Exercise: Copy out the listing exactly.
= Beginning of Section =
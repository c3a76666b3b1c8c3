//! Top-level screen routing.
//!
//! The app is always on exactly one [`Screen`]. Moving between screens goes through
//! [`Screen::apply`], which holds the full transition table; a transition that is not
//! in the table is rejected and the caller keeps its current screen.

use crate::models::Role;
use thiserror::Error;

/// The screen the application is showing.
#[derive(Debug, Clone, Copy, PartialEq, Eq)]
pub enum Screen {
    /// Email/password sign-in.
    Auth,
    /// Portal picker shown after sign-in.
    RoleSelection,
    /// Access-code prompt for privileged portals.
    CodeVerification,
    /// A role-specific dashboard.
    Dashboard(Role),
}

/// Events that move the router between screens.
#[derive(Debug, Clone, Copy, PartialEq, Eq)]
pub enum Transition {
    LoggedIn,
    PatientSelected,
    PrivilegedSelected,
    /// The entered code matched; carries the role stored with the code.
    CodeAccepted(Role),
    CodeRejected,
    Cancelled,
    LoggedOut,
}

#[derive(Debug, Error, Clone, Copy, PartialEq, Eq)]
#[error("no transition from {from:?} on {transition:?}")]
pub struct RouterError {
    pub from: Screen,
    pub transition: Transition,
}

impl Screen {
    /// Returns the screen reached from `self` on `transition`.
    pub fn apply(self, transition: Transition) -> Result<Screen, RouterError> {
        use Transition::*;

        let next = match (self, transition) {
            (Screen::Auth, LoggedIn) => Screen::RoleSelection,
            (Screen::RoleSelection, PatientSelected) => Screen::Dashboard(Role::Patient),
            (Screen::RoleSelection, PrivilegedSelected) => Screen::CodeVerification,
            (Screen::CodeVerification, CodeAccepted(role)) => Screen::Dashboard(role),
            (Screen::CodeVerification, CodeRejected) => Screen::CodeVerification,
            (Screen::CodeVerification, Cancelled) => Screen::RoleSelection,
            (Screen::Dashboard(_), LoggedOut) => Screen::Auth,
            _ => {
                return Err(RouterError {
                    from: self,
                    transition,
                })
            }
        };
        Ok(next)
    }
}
= End of Section =
Exercise output:
repository c3a76666b3b1c8c3
//! Top-level screen routing.
//!
//! The app is always on exactly one [`Screen`]. Moving between screens goes through
//! [`Screen::apply`], which holds the full transition table; a transition that is not
//! in the table is rejected and the caller keeps its current screen.

use crate::models::Role;
use thiserror::Error;

/// The screen the application is showing.
#[derive(Debug, Clone, Copy, PartialEq, Eq)]
pub enum Screen {
    /// Email/password sign-in.
    Auth,
    /// Portal picker shown after sign-in.
    RoleSelection,
    /// Access-code prompt for privileged portals.
    CodeVerification,
    /// A role-specific dashboard.
    Dashboard(Role),
}

/// Events that move the router between screens.
#[derive(Debug, Clone, Copy, PartialEq, Eq)]
pub enum Transition {
    LoggedIn,
    PatientSelected,
    PrivilegedSelected,
    /// The entered code matched; carries the role stored with the code.
    CodeAccepted(Role),
    CodeRejected,
    Cancelled,
    LoggedOut,
}

#[derive(Debug, Error, Clone, Copy, PartialEq, Eq)]
#[error("no transition from {from:?} on {transition:?}")]
pub struct RouterError {
    pub from: Screen,
    pub transition: Transition,
}

impl Screen {
    /// Returns the screen reached from `self` on `transition`.
    pub fn apply(self, transition: Transition) -> Result<Screen, RouterError> {
        use Transition::*;

        let next = match (self, transition) {
            (Screen::Auth, LoggedIn) => Screen::RoleSelection,
            (Screen::RoleSelection, PatientSelected) => Screen::Dashboard(Role::Patient),
            (Screen::RoleSelection, PrivilegedSelected) => Screen::CodeVerification,
            (Screen::CodeVerification, CodeAccepted(role)) => Screen::Dashboard(role),
            (Screen::CodeVerification, CodeRejected) => Screen::CodeVerification,
            (Screen::CodeVerification, Cancelled) => Screen::RoleSelection,
            (Screen::Dashboard(_), LoggedOut) => Screen::Auth,
            _ => {
                return Err(RouterError {
                    from: self,
                    transition,
                })
            }
        };
        Ok(next)
    }
}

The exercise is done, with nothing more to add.